Be more specific. What do you mean by "apply a math function to each
element"? Do you want to add them all up and return the sum, do you
want to replace each element by the result of the function, or something
else entirely?
And why do you want to know the "fastest" way? It's possible that
there's some unobvious trick that can speed up whatever it is you want
to do, but it's also likely that doing it the straightforward way will
be fast enough.
| |
| Gerald W. Lester 2006-08-20, 7:01 pm |
| mitch wrote:
> if I have a tcl list of numbers, what would be the fastest way to apply
> a math function to each element ?
>
foreach
--
+--------------------------------+---------------------------------------+
| Gerald W. Lester |
|"The man who fights for his ideals is the man who is alive." - Cervantes|
+------------------------------------------------------------------------+
| |
| Donald Arseneau 2006-08-20, 7:01 pm |
| mitch <mitchu@houston.rr.com> writes:
> if I have a tcl list of numbers, what would be the fastest way to apply a
> math function to each element ?
>
There are packages for vector operations. math in Tcllib
as well as La are Tcl implementations, so may not be
particularly fast. BLT's vectors are binary, but I'm not
sure of the available operations.
--
Donald Arseneau asnd@triumf.ca
| |
| Uwe Klein 2006-08-20, 7:01 pm |
| Donald Arseneau wrote:
> mitch <mitchu@houston.rr.com> writes:
>
>
>
> There are packages for vector operations. math in Tcllib
> as well as La are Tcl implementations, so may not be
> particularly fast. BLT's vectors are binary, but I'm not
> sure of the available operations.
>
the ternary operator is missing
( (condition) ? resa : resb )
there are some examples in the blt distribution.
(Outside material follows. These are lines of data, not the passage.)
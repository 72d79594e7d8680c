//! Researcher decision.
//!
//! Budget → funder cascade → scoring → risk flags → grant plan, for one
//! research idea against one reference snapshot.

use fundwise_common::{FundwiseError, Result};
use fundwise_config::EngineConfig;
use fundwise_data::ReferenceData;
use serde::{Deserialize, Serialize};

use crate::budget::{estimate_budget, BudgetEstimate};
use crate::cascade::{match_funders, CascadeTier, SourceTier};
use crate::placeholder::{GenericFunderPriors, NoDataPlaceholder};
use crate::request::DecisionRequest;
use crate::risk::derive_risk_flags;
use crate::scorer::{score_funders, FunderRecommendation};

const PHASE_ACTIONS: [&str; 3] = [
    "Submit primary proposal",
    "Submit backup in parallel",
    "Hold as contingency",
];

#[derive(Debug, Clone, PartialEq, Serialize, Deserialize)]
pub struct FieldSummary {
    pub field_code: String,
    pub field_name: String,
    pub opportunity_score: f64,
    pub growth_rate: f64,
    pub under_target_gap: f64,
    pub forecast_year: i32,
    /// Forecast funding in `forecast_year`, 0 when the field has no row.
    pub forecast: f64,
}

#[derive(Debug, Clone, PartialEq, Serialize, Deserialize)]
pub struct GrantPhase {
    pub phase: usize,
    pub target_funder: String,
    pub why: String,
    pub suggested_action: String,
}

/// Where the funder evidence came from.
#[derive(Debug, Clone, PartialEq, Serialize, Deserialize)]
pub struct LikelihoodContext {
    pub funder_data_mode: SourceTier,
    pub fallback_note: String,
    pub neighbors_used: Vec<String>,
    pub field_funder_links_found: usize,
    pub tiers_run: Vec<CascadeTier>,
    /// Tiers that added at least one funder.
    pub contributing_tiers: Vec<CascadeTier>,
}

#[derive(Debug, Clone, PartialEq, Serialize, Deserialize)]
pub struct DecisionResult {
    pub request: DecisionRequest,
    pub summary: FieldSummary,
    pub budget: BudgetEstimate,
    pub top_funders: Vec<FunderRecommendation>,
    pub risk_flags: Vec<String>,
    pub grant_plan: Vec<GrantPhase>,
    pub likelihood_context: LikelihoodContext,
}

fn percent(x: f64) -> i64 {
    (x * 100.0).round() as i64
}

fn grant_plan(funders: &[FunderRecommendation]) -> Vec<GrantPhase> {
    funders
        .iter()
        .zip(PHASE_ACTIONS)
        .enumerate()
        .map(|(i, (f, action))| GrantPhase {
            phase: i + 1,
            target_funder: f.funder_name.clone(),
            why: format!(
                "Fit {}% | Win probability {}%",
                percent(f.fit_score),
                percent(f.win_probability)
            ),
            suggested_action: action.to_string(),
        })
        .collect()
}

/// Run one researcher decision with the default placeholder funders.
pub fn run_researcher_decision(
    data: &ReferenceData,
    request: &DecisionRequest,
    config: &EngineConfig,
) -> Result<DecisionResult> {
    run_researcher_decision_with(data, request, config, &GenericFunderPriors)
}

/// Run one researcher decision.
///
/// Fails with [`FundwiseError::UnknownField`] when the field code is not in
/// the opportunity table.
pub fn run_researcher_decision_with(
    data: &ReferenceData,
    request: &DecisionRequest,
    config: &EngineConfig,
    placeholder: &dyn NoDataPlaceholder,
) -> Result<DecisionResult> {
    let code = request.field_code.trim();
    let field = data
        .field(code)
        .ok_or_else(|| FundwiseError::UnknownField(code.to_string()))?;

    tracing::info!(field = %code, months = request.project_length_months, "Running researcher decision");

    let budget = estimate_budget(field, request, &config.budget);
    let cascade = match_funders(data, code, &config.cascade, placeholder)?;

    let year = config.scoring.forecast_year;
    let forecast = data.forecast_for(code, year).unwrap_or(0.0);
    let top_funders = score_funders(&cascade.candidates, field, budget.remaining_need, forecast, &config.scoring);
    let risk_flags = derive_risk_flags(budget.remaining_need, field, &top_funders, &config.scoring.risk);

    tracing::debug!(
        field = %code,
        source_tier = %cascade.source_tier,
        funders = top_funders.len(),
        flags = risk_flags.len(),
        "Researcher decision scored"
    );

    Ok(DecisionResult {
        request: request.clone(),
        summary: FieldSummary {
            field_code: field.code.clone(),
            field_name: field.name.clone(),
            opportunity_score: field.opportunity_score,
            growth_rate: field.growth_rate,
            under_target_gap: field.under_target_gap,
            forecast_year: year,
            forecast,
        },
        budget,
        grant_plan: grant_plan(&top_funders),
        top_funders,
        risk_flags,
        likelihood_context: LikelihoodContext {
            funder_data_mode: cascade.source_tier,
            fallback_note: cascade.fallback_note,
            neighbors_used: cascade.related_fields_used,
            field_funder_links_found: cascade.direct_links_found,
            tiers_run: cascade.tiers_run,
            contributing_tiers: cascade.contributing_tiers,
        },
    })
}
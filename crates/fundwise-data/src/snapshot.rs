//! Indexed, immutable reference-data snapshot.
//!
//! One snapshot serves one invocation. It is built once from
//! [`ReferenceRecords`] and never mutated, so it can be shared across
//! threads behind an `Arc` with no coordination.

use std::collections::HashMap;

use chrono::{DateTime, Utc};
use fundwise_common::codes::{field_id_to_code, normalize_code, parent_category_from_code};
use fundwise_common::{
    FundingFlow, ForecastRow, OpportunityField, ReferenceRecords, SimilarityNeighbor,
    SimilarityNode, TaxonomyRecord,
};

#[derive(Debug, Clone)]
pub struct ReferenceData {
    records: ReferenceRecords,
    field_index: HashMap<String, usize>,
    flows_by_code: HashMap<String, Vec<usize>>,
    neighbors_by_code: HashMap<String, Vec<usize>>,
    parent_by_code: HashMap<String, String>,
    loaded_at: DateTime<Utc>,
}

impl ReferenceData {
    pub fn from_records(mut records: ReferenceRecords) -> Self {
        normalise_codes(&mut records);

        // First record wins when a code repeats.
        let mut field_index = HashMap::with_capacity(records.opportunity.len());
        for (i, field) in records.opportunity.iter().enumerate() {
            field_index.entry(field.code.clone()).or_insert(i);
        }

        let mut flows_by_code: HashMap<String, Vec<usize>> = HashMap::new();
        for (i, flow) in records.flows.iter().enumerate() {
            flows_by_code.entry(flow.field_code.clone()).or_default().push(i);
        }

        let mut neighbors_by_code: HashMap<String, Vec<usize>> = HashMap::new();
        for (i, n) in records.neighbors.iter().enumerate() {
            neighbors_by_code
                .entry(field_id_to_code(&n.field_id))
                .or_default()
                .push(i);
        }

        let parent_by_code = records
            .taxonomy
            .iter()
            .filter(|t| !t.parent_category_code.is_empty())
            .map(|t| (t.field_code.clone(), t.parent_category_code.clone()))
            .collect();

        tracing::debug!(
            fields = records.opportunity.len(),
            flows = records.flows.len(),
            neighbors = records.neighbors.len(),
            taxonomy = records.taxonomy.len(),
            map_nodes = records.similarity_map.len(),
            "Reference snapshot indexed"
        );

        Self {
            records,
            field_index,
            flows_by_code,
            neighbors_by_code,
            parent_by_code,
            loaded_at: Utc::now(),
        }
    }

    pub fn records(&self) -> &ReferenceRecords {
        &self.records
    }

    pub fn loaded_at(&self) -> DateTime<Utc> {
        self.loaded_at
    }

    pub fn fields(&self) -> &[OpportunityField] {
        &self.records.opportunity
    }

    pub fn field(&self, code: &str) -> Option<&OpportunityField> {
        self.field_index
            .get(code.trim())
            .map(|&i| &self.records.opportunity[i])
    }

    pub fn flows(&self) -> &[FundingFlow] {
        &self.records.flows
    }

    /// Funding edges observed directly for one field.
    pub fn flows_for<'a>(&'a self, code: &str) -> impl Iterator<Item = &'a FundingFlow> + 'a {
        self.flows_by_code
            .get(code.trim())
            .into_iter()
            .flatten()
            .map(move |&i| &self.records.flows[i])
    }

    pub fn direct_flow_count(&self, code: &str) -> usize {
        self.flows_by_code.get(code.trim()).map_or(0, Vec::len)
    }

    /// Precomputed neighbours whose source is `code`, in artifact order.
    pub fn neighbors_of<'a>(&'a self, code: &str) -> impl Iterator<Item = &'a SimilarityNeighbor> + 'a {
        self.neighbors_by_code
            .get(code.trim())
            .into_iter()
            .flatten()
            .map(move |&i| &self.records.neighbors[i])
    }

    pub fn taxonomy(&self) -> &[TaxonomyRecord] {
        &self.records.taxonomy
    }

    /// Parent category from the taxonomy, else the first two digits of the code.
    pub fn parent_category(&self, code: &str) -> String {
        let code = code.trim();
        self.parent_by_code
            .get(code)
            .cloned()
            .unwrap_or_else(|| parent_category_from_code(code))
    }

    /// Parent category strictly from the taxonomy artifact.
    pub fn taxonomy_parent(&self, code: &str) -> Option<&str> {
        self.parent_by_code.get(code.trim()).map(String::as_str)
    }

    pub fn forecast_rows(&self) -> &[ForecastRow] {
        &self.records.forecast
    }

    /// Largest forecast for `code` in `year`, if any row exists.
    pub fn forecast_for(&self, code: &str, year: i32) -> Option<f64> {
        let code = code.trim();
        self.records
            .forecast
            .iter()
            .filter(|r| r.field_code == code && r.year == year)
            .map(|r| r.aau_forecast)
            .fold(None, |best: Option<f64>, v| Some(best.map_or(v, |b| b.max(v))))
    }

    /// `code → forecast` for every field with a row in `year`, largest row per field.
    pub fn forecasts_in_year(&self, year: i32) -> HashMap<&str, f64> {
        let mut out: HashMap<&str, f64> = HashMap::new();
        for r in self.records.forecast.iter().filter(|r| r.year == year) {
            out.entry(r.field_code.as_str())
                .and_modify(|v| *v = v.max(r.aau_forecast))
                .or_insert(r.aau_forecast);
        }
        out
    }

    pub fn similarity_map(&self) -> &[SimilarityNode] {
        &self.records.similarity_map
    }
}

fn normalise_codes(records: &mut ReferenceRecords) {
    for f in &mut records.opportunity {
        f.code = normalize_code(&f.code);
    }
    for r in &mut records.forecast {
        r.field_code = normalize_code(&r.field_code);
    }
    for flow in &mut records.flows {
        flow.field_code = normalize_code(&flow.field_code);
    }
    for t in &mut records.taxonomy {
        t.field_code = normalize_code(&t.field_code);
        t.parent_category_code = normalize_code(&t.parent_category_code);
    }
    for n in &mut records.similarity_map {
        n.field_code = normalize_code(&n.field_code);
    }
}

impl From<ReferenceRecords> for ReferenceData {
    fn from(records: ReferenceRecords) -> Self {
        Self::from_records(records)
    }
}
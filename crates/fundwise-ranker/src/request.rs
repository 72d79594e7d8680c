//! Caller-supplied decision inputs.
//!
//! Requests arrive as JSON from whatever surface fronts the engine. Field
//! names accept both the current spelling and the legacy `for4_code` /
//! `cmu_campus_code` keys. Optional amounts that fail to parse become absent.

use fundwise_common::lenient;
use serde::{Deserialize, Serialize};

#[derive(Debug, Clone, Copy, Default, PartialEq, Eq, Serialize, Deserialize)]
#[serde(rename_all = "lowercase")]
pub enum BudgetMode {
    /// Budget derived from the field's historical funding.
    #[default]
    Auto,
    /// Caller-specified budget, used when positive.
    Manual,
}

#[derive(Debug, Clone, Default, PartialEq, Serialize, Deserialize)]
pub struct SubjectAllocation {
    #[serde(default)]
    pub area: String,
    #[serde(default, deserialize_with = "lenient::number")]
    pub amount: f64,
}

/// One research idea submitted for a funding recommendation.
#[derive(Debug, Clone, Default, PartialEq, Serialize, Deserialize)]
pub struct DecisionRequest {
    #[serde(default)]
    pub idea_text: String,
    #[serde(alias = "cmu_campus_code", default, deserialize_with = "lenient::text")]
    pub campus_code: String,
    #[serde(alias = "for4_code", default, deserialize_with = "lenient::text")]
    pub field_code: String,
    #[serde(default, deserialize_with = "lenient::number")]
    pub project_length_months: f64,
    #[serde(default)]
    pub budget_mode: BudgetMode,
    #[serde(default, deserialize_with = "lenient::optional_number")]
    pub requested_budget: Option<f64>,
    #[serde(default, deserialize_with = "lenient::optional_number")]
    pub already_received: Option<f64>,
    #[serde(default)]
    pub subject_allocations: Vec<SubjectAllocation>,
}

impl DecisionRequest {
    /// Auto-budgeted request for a field and project length.
    pub fn auto(field_code: &str, months: f64) -> Self {
        Self {
            field_code: field_code.to_string(),
            project_length_months: months,
            ..Self::default()
        }
    }

    pub fn with_manual_budget(mut self, budget: f64) -> Self {
        self.budget_mode = BudgetMode::Manual;
        self.requested_budget = Some(budget);
        self
    }

    pub fn with_already_received(mut self, amount: f64) -> Self {
        self.already_received = Some(amount);
        self
    }

    pub fn with_allocation(mut self, area: &str, amount: f64) -> Self {
        self.subject_allocations.push(SubjectAllocation {
            area: area.to_string(),
            amount,
        });
        self
    }
}

/// Administrator portfolio submission.
#[derive(Debug, Clone, Default, PartialEq, Serialize, Deserialize)]
pub struct PortfolioRequest {
    #[serde(default, deserialize_with = "lenient::number")]
    pub planning_horizon_months: f64,
    #[serde(default, deserialize_with = "lenient::optional_number")]
    pub current_funding: Option<f64>,
    #[serde(default)]
    pub portfolio: Vec<DecisionRequest>,
}

#[cfg(test)]
mod tests {
    use super::*;

    #[test]
    fn test_legacy_keys_accepted() {
        let req: DecisionRequest = serde_json::from_str(
            r#"{"idea_text": "robot swarms", "cmu_campus_code": "grid.147455.6",
                "for4_code": 4602, "project_length_months": "24", "budget_mode": "manual",
                "requested_budget": 750000, "already_received": "oops"}"#,
        )
        .unwrap();
        assert_eq!(req.field_code, "4602");
        assert_eq!(req.campus_code, "grid.147455.6");
        assert_eq!(req.project_length_months, 24.0);
        assert_eq!(req.budget_mode, BudgetMode::Manual);
        assert_eq!(req.requested_budget, Some(750_000.0));
        assert_eq!(req.already_received, None);
    }

    #[test]
    fn test_budget_mode_defaults_to_auto() {
        let req: DecisionRequest = serde_json::from_str(r#"{"field_code": "4601"}"#).unwrap();
        assert_eq!(req.budget_mode, BudgetMode::Auto);
        assert!(req.subject_allocations.is_empty());
    }
}
//! Lenient field deserialisers for reference artifacts.
//!
//! The artifacts are produced by a separate pipeline and are loosely typed:
//! numbers arrive as JSON numbers, numeric strings or `null`, and codes arrive
//! as either strings or integers. Each helper here states one defaulting rule
//! and every record schema opts into it with `deserialize_with`.
//! Anything that does not resolve to a finite number becomes `0`.

use serde::{Deserialize, Deserializer};
use serde_json::Value;

fn value_to_f64(value: &Value) -> Option<f64> {
    let n = match value {
        Value::Number(n) => n.as_f64()?,
        Value::String(s) => s.trim().parse::<f64>().ok()?,
        Value::Bool(b) => {
            if *b {
                1.0
            } else {
                0.0
            }
        }
        _ => return None,
    };
    n.is_finite().then_some(n)
}

fn number_to_text(n: &serde_json::Number) -> String {
    if n.is_f64() {
        // Integral floats like `4601.0` render as `4601`.
        if let Some(f) = n.as_f64() {
            if f.fract() == 0.0 && f.abs() < 1e15 {
                return format!("{}", f as i64);
            }
        }
    }
    n.to_string()
}

fn value_to_text(value: &Value) -> String {
    match value {
        Value::String(s) => s.trim().to_string(),
        Value::Number(n) => number_to_text(n),
        Value::Bool(b) => b.to_string(),
        _ => String::new(),
    }
}

/// Number, numeric string or null → `f64`; unparseable → `0.0`.
pub fn number<'de, D>(deserializer: D) -> Result<f64, D::Error>
where
    D: Deserializer<'de>,
{
    let value = Option::<Value>::deserialize(deserializer)?;
    Ok(value.as_ref().and_then(value_to_f64).unwrap_or(0.0))
}

/// Like [`number`] but keeps absence distinct from zero.
pub fn optional_number<'de, D>(deserializer: D) -> Result<Option<f64>, D::Error>
where
    D: Deserializer<'de>,
{
    let value = Option::<Value>::deserialize(deserializer)?;
    Ok(value.as_ref().and_then(value_to_f64))
}

/// Calendar year stored as a number or string.
pub fn year<'de, D>(deserializer: D) -> Result<i32, D::Error>
where
    D: Deserializer<'de>,
{
    let value = Option::<Value>::deserialize(deserializer)?;
    Ok(value
        .as_ref()
        .and_then(value_to_f64)
        .map(|y| y.round() as i32)
        .unwrap_or(0))
}

/// String or integer code → trimmed `String`.
pub fn text<'de, D>(deserializer: D) -> Result<String, D::Error>
where
    D: Deserializer<'de>,
{
    let value = Option::<Value>::deserialize(deserializer)?;
    Ok(value.as_ref().map(value_to_text).unwrap_or_default())
}

/// Optional display text; blank strings collapse to `None`.
pub fn optional_text<'de, D>(deserializer: D) -> Result<Option<String>, D::Error>
where
    D: Deserializer<'de>,
{
    let value = Option::<Value>::deserialize(deserializer)?;
    Ok(value
        .as_ref()
        .map(value_to_text)
        .filter(|s| !s.is_empty()))
}

/// Coerce an arbitrary caller-supplied amount to a finite number (0 otherwise).
pub fn coerce_amount(raw: Option<f64>) -> f64 {
    raw.filter(|v| v.is_finite()).unwrap_or(0.0)
}
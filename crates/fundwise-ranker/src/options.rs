//! Pick-lists for building a decision request.

use std::cmp::Ordering;
use std::collections::HashSet;

use fundwise_data::ReferenceData;
use serde::{Deserialize, Serialize};

use crate::cascade::FunderKey;

const MAX_FUNDERS: usize = 50;

const CAMPUSES: [(&str, &str); 7] = [
    ("grid.147455.6", "CMU Pittsburgh Main Campus"),
    ("grid.448660.8", "CMU Software Engineering Institute"),
    ("grid.452171.4", "CMU Silicon Valley"),
    ("grid.484692.5", "CMU Robotics Institute Unit"),
    ("grid.508475.b", "CMU Heinz/Policy Unit"),
    ("grid.509981.c", "CMU Qatar / Global Unit"),
    ("grid.512173.3", "CMU Africa / Global Unit"),
];

#[derive(Debug, Clone, PartialEq, Serialize, Deserialize)]
pub struct CampusOption {
    pub code: String,
    pub label: String,
}

#[derive(Debug, Clone, PartialEq, Serialize, Deserialize)]
pub struct FieldOption {
    pub code: String,
    pub name: String,
    pub opportunity_score: f64,
}

#[derive(Debug, Clone, PartialEq, Serialize, Deserialize)]
pub struct DecisionOptions {
    pub campuses: Vec<CampusOption>,
    /// Highest opportunity first.
    pub fields: Vec<FieldOption>,
    /// Distinct funder names in first-seen order.
    pub funders: Vec<String>,
}

pub fn campuses() -> Vec<CampusOption> {
    CAMPUSES
        .iter()
        .map(|(code, label)| CampusOption {
            code: code.to_string(),
            label: label.to_string(),
        })
        .collect()
}

pub fn decision_options(data: &ReferenceData) -> DecisionOptions {
    let mut fields: Vec<FieldOption> = data
        .fields()
        .iter()
        .map(|f| FieldOption {
            code: f.code.clone(),
            name: f.name.clone(),
            opportunity_score: f.opportunity_score,
        })
        .collect();
    fields.sort_by(|a, b| {
        b.opportunity_score
            .partial_cmp(&a.opportunity_score)
            .unwrap_or(Ordering::Equal)
    });

    let mut seen = HashSet::new();
    let funders = data
        .flows()
        .iter()
        .map(|f| f.funder_name.trim())
        .filter(|name| !name.is_empty())
        .filter(|name| seen.insert(FunderKey::from_name(name)))
        .take(MAX_FUNDERS)
        .map(str::to_string)
        .collect();

    DecisionOptions { campuses: campuses(), fields, funders }
}

#[cfg(test)]
mod tests {
    use super::*;
    use fundwise_test_utils::{sample_records, FixtureBuilder};

    #[test]
    fn test_fields_sorted_by_opportunity() {
        let options = decision_options(&sample_records().into());
        assert_eq!(options.campuses.len(), 7);
        assert_eq!(options.campuses[0].code, "grid.147455.6");
        assert_eq!(options.fields[0].code, "4602");
        assert_eq!(options.fields.last().map(|f| f.code.as_str()), Some("4605"));
    }

    #[test]
    fn test_funders_distinct_in_first_seen_order() {
        let options = decision_options(&sample_records().into());
        assert_eq!(
            options.funders,
            vec![
                "National Science Foundation",
                "DARPA",
                "Google Research",
                "Office of Naval Research",
                "National Institutes of Health",
                "Howard Hughes Medical Institute",
            ]
        );
    }

    #[test]
    fn test_funders_capped_and_blank_names_skipped() {
        let mut builder = FixtureBuilder::new().flow("", "4601", 1.0, 0.0);
        for i in 0..60 {
            builder = builder.flow(&format!("Funder {i}"), "4601", 1.0, 0.0);
        }
        let options = decision_options(&builder.build().into());
        assert_eq!(options.funders.len(), 50);
        assert_eq!(options.funders[0], "Funder 0");
    }
}
//! fundwise-data — Reference data accessor.
//!
//! Loads the precomputed opportunity, forecast, funding-flow, similarity and
//! taxonomy artifacts into an indexed snapshot. Pure read; no ranking logic
//! belongs here.

pub mod snapshot;
pub mod source;
pub mod validate;

pub use snapshot::ReferenceData;
pub use source::{InMemorySource, JsonArtifactSource, ReferenceSource};
pub use validate::{validate, ValidationReport};
//! Tracing subscriber setup shared by the binaries

use std::sync::Mutex;

use tracing_subscriber::{fmt, layer::SubscriberExt, util::SubscriberInitExt, EnvFilter};

use crate::config::LoggingConfig;

/// Install the global subscriber
///
/// `RUST_LOG` wins over the configured level. Output goes to stderr, or is
/// appended to `config.file` when set.
pub fn init_logging(config: &LoggingConfig) -> anyhow::Result<()> {
    let filter = EnvFilter::try_from_default_env().unwrap_or_else(|_| {
        EnvFilter::new(format!(
            "biopharm={level},biopharm_cli={level}",
            level = config.level
        ))
    });
    let registry = tracing_subscriber::registry().with(filter);

    match &config.file {
        Some(path) => {
            let file = std::fs::OpenOptions::new()
                .create(true)
                .append(true)
                .open(path)?;
            let writer = Mutex::new(file);

            if config.is_json() {
                registry
                    .with(fmt::layer().json().with_writer(writer))
                    .try_init()?;
            } else {
                registry
                    .with(fmt::layer().with_ansi(false).with_writer(writer))
                    .try_init()?;
            }
        }
        None if config.is_json() => {
            registry
                .with(fmt::layer().json().with_writer(std::io::stderr))
                .try_init()?;
        }
        None => {
            registry
                .with(fmt::layer().with_writer(std::io::stderr))
                .try_init()?;
        }
    }

    Ok(())
}
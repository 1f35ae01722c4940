//! BioPharm Dashboard
//!
//! - **nav**: sidebar catalog and the role-visibility policy
//! - **layout**: collapsible sidebar state and styles
//! - **charts**: sample data, stat values and chart configs
//! - **controller**: the session & view controller
//! - **error**: Error types
//!
//! # Architecture
//!
//! ```text
//! login form ─▶ SessionStore ─▶ load_dashboard ─▶ ViewBinding
//!                                                  ├─ welcome / role label
//!                                                  ├─ nav visibility
//!                                                  ├─ sidebar style
//!                                                  └─ charts + stat cards
//! ```

pub mod charts;
pub mod controller;
pub mod error;
pub mod layout;
pub mod nav;

pub use charts::{
    ChartKind, ChartOptions, ChartSlot, ChartSpec, DashboardStats, Dataset, Paint, SampleData,
};
pub use controller::DashboardController;
pub use error::{DashboardError, DashboardResult, ValidationError};
pub use layout::{SidebarLayout, SidebarStyle};
pub use nav::{is_visible, visible_items, NavItem, NAV_ITEMS};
another example is on the wiki:
http://wiki.tcl.tk/15000 ( function plotter )
uwe
| |
|
| to be more specific ...
I have between 15 and 100 tcl lists, with each list containing up to
900,000 integers (both pos and neg ). From each list , I would like to
create a new list, and accomplish something like this.:
( this makes me wonder if lreplace might be faster than lappend )
----------------------------------
set ofs 12.3
set fct 0.001807
puts " [ llength $mybiglist ]"
set newlist [list]
foreach nextval {
lappend newlist [ expr [ expr $nexval * $fct ] + $ofs]
}
----------------------
what I can do with awk in miliseconds, takes dozens of seconds in tcl.
I am wondering if I am just stupid about the right technique.
It's actually faster to save the data , run awk on it externally and
reload it. ?!
....M'
Alan Anderson wrote:
[color=darkred]
> mitch <mitchu@houston.rr.com> wrote:
>
>
>
>
> Be more specific. What do you mean by "apply a math function to each
> element"? Do you want to add them all up and return the sum, do you
> want to replace each element by the result of the function, or something
> else entirely?
>
> And why do you want to know the "fastest" way? It's possible that
> there's some unobvious trick that can speed up whatever it is you want
> to do, but it's also likely that doing it the straightforward way will
> be fast enough.
| |
| Uwe Klein 2006-08-21, 7:02 pm |
| mitch wrote:
> ----------------------------------
> set ofs 12.3
> set fct 0.001807
>
> puts " [ llength $mybiglist ]"
> set newlist [list]
catch { unset newlist }
> foreach nextval $mybiglist {
> lappend newlist [ expr [ expr $nexval * $fct ] + $ofs]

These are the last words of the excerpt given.